Kubernetes Resource Limits: Stop Your Pods from Eating the Whole Buffet 🍽️💥

Real confession: We once deployed a new analytics service to our Kubernetes cluster on a Friday afternoon (already a crime). By Monday morning, every other service on the cluster was dead. The analytics pod had consumed 14 of the 16 available CPU cores, leaving crumbs for the payment service, the auth service, and basically everything else keeping the business alive.

The on-call engineer's Slack message said it all: "Did we... accidentally deploy a cryptocurrency miner?"

We had not. We had just forgotten to set resource limits.

Welcome to the most boring lesson with the most dramatic consequences in all of Kubernetes. 🎭

The Problem: Kubernetes Is a Shared Buffet 🍜

Here's the thing about Kubernetes that nobody warns you about when you're excited about "container orchestration" and "cloud-native deployments":

Every pod on a node shares the same underlying CPU and memory. Without limits, any single pod can gorge itself until other pods starve to death. Kubernetes won't intervene. It'll just watch. The scheduler is not your babysitter.

The OOMKiller (Out Of Memory Killer) is the cold, unfeeling process that eventually shows up to deal with the chaos. It picks the worst-offending process and kills it. Sometimes that's your bloated pod. Sometimes it's your payment service that just happened to be nearby.

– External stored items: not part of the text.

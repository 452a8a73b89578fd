use axum::{extract::State, routing::get, Router};

use crate::state::AppState;

pub fn router() -> Router<AppState> {
    Router::new()
        .route("/user-name", get(user_name))
        .route("/team-name", get(team_name))
        .route("/project-name", get(project_name))
}

async fn user_name(State(state): State<AppState>) -> &'static str {
    state.latency.sleep(1.1).await;
    "John Doe"
}

async fn team_name(State(state): State<AppState>) -> &'static str {
    state.latency.sleep(1.1).await;
    "Primary team"
}

async fn project_name(State(state): State<AppState>) -> &'static str {
    state.latency.sleep(1.1).await;
    "Quarter Project"
}

#[cfg(test)]
mod tests {
    use crate::routes::test_support::*;

    #[tokio::test]
    async fn each_query_has_its_own_endpoint() {
        let state = state();
        for (path, expected) in [
            ("/manual-parallel-queries/user-name", "John Doe"),
            ("/manual-parallel-queries/team-name", "Primary team"),
            ("/manual-parallel-queries/project-name", "Quarter Project"),
        ] {
            let (_, body) = send(&state, get(path)).await;
            assert_eq!(expected, body);
        }
    }
}
//! Plain text and source code parser.

use super::{stem_title, DocumentParser, ParsedDocument};
use crate::error::IngestResult;
use std::path::Path;

/// Parser for plain text, structured data files and source code.
pub struct TextParser;

impl TextParser {
    pub fn new() -> Self {
        Self
    }

    fn language(extension: &str) -> Option<&'static str> {
        Some(match extension {
            "py" => "python",
            "c" | "h" => "c",
            "cpp" | "hpp" | "cc" => "cpp",
            "rs" => "rust",
            "js" | "jsx" => "javascript",
            "java" => "java",
            "go" => "go",
            "rb" => "ruby",
            "sh" => "shell",
            "sql" => "sql",
            "css" => "css",
            "php" => "php",
            "kt" => "kotlin",
            "swift" => "swift",
            "scala" => "scala",
            "lua" => "lua",
            "r" => "r",
            _ => return None,
        })
    }
}

impl Default for TextParser {
    fn default() -> Self {
        Self::new()
    }
}

impl DocumentParser for TextParser {
    fn parse(&self, path: &Path) -> IngestResult<ParsedDocument> {
        let bytes = std::fs::read(path)?;
        let content = String::from_utf8_lossy(&bytes).replace("\r\n", "\n");

        let extension = path
            .extension()
            .and_then(|e| e.to_str())
            .unwrap_or("")
            .to_lowercase();

        let mut metadata = serde_json::json!({
            "format": "text",
            "extension": extension,
            "lines": content.lines().count(),
        });
        if let Some(language) = Self::language(&extension) {
            metadata["language"] = serde_json::json!(language);
        }

        let doc = ParsedDocument::new(content.trim_end()).with_metadata(metadata);
        Ok(match stem_title(path) {
            Some(title) => doc.with_title(title),
            None => doc,
        })
    }

    fn extensions(&self) -> &[&str] {
        &[
            "txt", "text", "log", "rst", "org", "tex", "json", "yaml", "yml", "toml", "py", "c",
            "h", "cpp", "hpp", "cc", "rs", "js", "jsx", "java", "go", "rb", "sh", "sql", "css",
            "php", "kt", "swift", "scala", "lua", "r",
        ]
    }
}

#[cfg(test)]
mod tests {
    use super::*;
    use std::io::Write;
    use tempfile::NamedTempFile;

    #[test]
    fn test_parse_code() {
        let mut file = NamedTempFile::with_suffix(".py").unwrap();
        write!(file, "def add(a, b):\r\n    return a + b\r\n").unwrap();

        let doc = TextParser::new().parse(file.path()).unwrap();
        assert_eq!(doc.content(), "def add(a, b):\n    return a + b");
        assert_eq!(doc.metadata["language"], "python");
        assert_eq!(doc.metadata["lines"], 2);
    }

    #[test]
    fn test_invalid_utf8_is_replaced() {
        let mut file = NamedTempFile::with_suffix(".txt").unwrap();
        file.write_all(b"caf\xe9 notes").unwrap();

        let doc = TextParser::new().parse(file.path()).unwrap();
        assert!(doc.content().starts_with("caf"));
        assert!(doc.content().ends_with(" notes"));
        assert!(doc.metadata.get("language").is_none());
    }
}
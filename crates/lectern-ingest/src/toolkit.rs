//! Local media tooling used by the sub-pipelines.
//!
//! The pipeline talks to FFmpeg and Poppler through [`MediaToolkit`] so the
//! orchestration can run against a fake in tests.

use crate::error::{IngestError, IngestResult};
use lectern_config::PdfImageMode;
use lectern_process::{PdfImage, SampledFrame};
use std::path::{Path, PathBuf};
use std::time::Duration;

/// Blocking media operations. Callers run these on the blocking pool.
pub trait MediaToolkit: Send + Sync {
    /// Duration of a media file in seconds.
    fn duration(&self, path: &Path) -> IngestResult<f64>;

    /// Whether a media file carries an audio stream.
    fn has_audio(&self, path: &Path) -> IngestResult<bool>;

    /// Write `[start, start + duration)` of `source` to `dest`.
    fn export_slice(&self, source: &Path, dest: &Path, start: f64, duration: f64) -> IngestResult<()>;

    /// Extract the audio track of a video into `output_dir`.
    fn extract_audio(&self, video: &Path, output_dir: &Path, format: &str) -> IngestResult<PathBuf>;

    /// Sample frames from a video into `output_dir`.
    fn sample_frames(
        &self,
        video: &Path,
        output_dir: &Path,
        desired_fps: Option<f64>,
    ) -> IngestResult<Vec<SampledFrame>>;

    /// Pull images out of a PDF according to `mode`.
    fn pdf_images(
        &self,
        pdf: &Path,
        output_dir: &Path,
        mode: PdfImageMode,
        dpi: u32,
    ) -> IngestResult<Vec<PdfImage>>;
}

/// [`MediaToolkit`] backed by the FFmpeg and Poppler command line tools.
#[derive(Debug, Clone, Copy, Default)]
pub struct FfmpegToolkit;

impl MediaToolkit for FfmpegToolkit {
    fn duration(&self, path: &Path) -> IngestResult<f64> {
        Ok(lectern_process::get_media_info(path)?.duration)
    }

    fn has_audio(&self, path: &Path) -> IngestResult<bool> {
        Ok(lectern_process::get_media_info(path)?.has_audio())
    }

    fn export_slice(&self, source: &Path, dest: &Path, start: f64, duration: f64) -> IngestResult<()> {
        Ok(lectern_process::export_audio_slice(source, dest, start, duration)?)
    }

    fn extract_audio(&self, video: &Path, output_dir: &Path, format: &str) -> IngestResult<PathBuf> {
        Ok(lectern_process::extract_audio(video, output_dir, format)?)
    }

    fn sample_frames(
        &self,
        video: &Path,
        output_dir: &Path,
        desired_fps: Option<f64>,
    ) -> IngestResult<Vec<SampledFrame>> {
        Ok(lectern_process::sample_frames(video, output_dir, desired_fps)?)
    }

    fn pdf_images(
        &self,
        pdf: &Path,
        output_dir: &Path,
        mode: PdfImageMode,
        dpi: u32,
    ) -> IngestResult<Vec<PdfImage>> {
        match mode {
            PdfImageMode::Embedded => Ok(lectern_process::extract_pdf_images(pdf, output_dir)?),
            PdfImageMode::Pages => Ok(lectern_process::render_pdf_pages(pdf, output_dir, dpi)?),
            PdfImageMode::Off => Ok(Vec::new()),
        }
    }
}

/// Run blocking work off the async executor.
pub(crate) async fn run_blocking<T, F>(f: F) -> IngestResult<T>
where
    F: FnOnce() -> IngestResult<T> + Send + 'static,
    T: Send + 'static,
{
    tokio::task::spawn_blocking(f)
        .await
        .map_err(|e| IngestError::Task(e.to_string()))?
}

/// [`run_blocking`] bounded by `limit`. On timeout the task is abandoned and
/// the caller gets [`IngestError::Timeout`].
pub(crate) async fn run_blocking_timeout<T, F>(limit: Duration, operation: &str, f: F) -> IngestResult<T>
where
    F: FnOnce() -> IngestResult<T> + Send + 'static,
    T: Send + 'static,
{
    match tokio::time::timeout(limit, run_blocking(f)).await {
        Ok(result) => result,
        Err(_) => Err(IngestError::Timeout {
            operation: operation.to_string(),
            seconds: limit.as_secs(),
        }),
    }
}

The OOMKiller does not care about your uptime SLA.

Requests vs Limits: The Core Concept 🧠

Kubernetes has two knobs for resource control, and confusing them is a rite of passage:

Requests = "I promise I'll need at least this much." The scheduler uses this to decide which node can fit your pod.

Limits = "Don't give me more than this, ever." The runtime enforces this hard ceiling.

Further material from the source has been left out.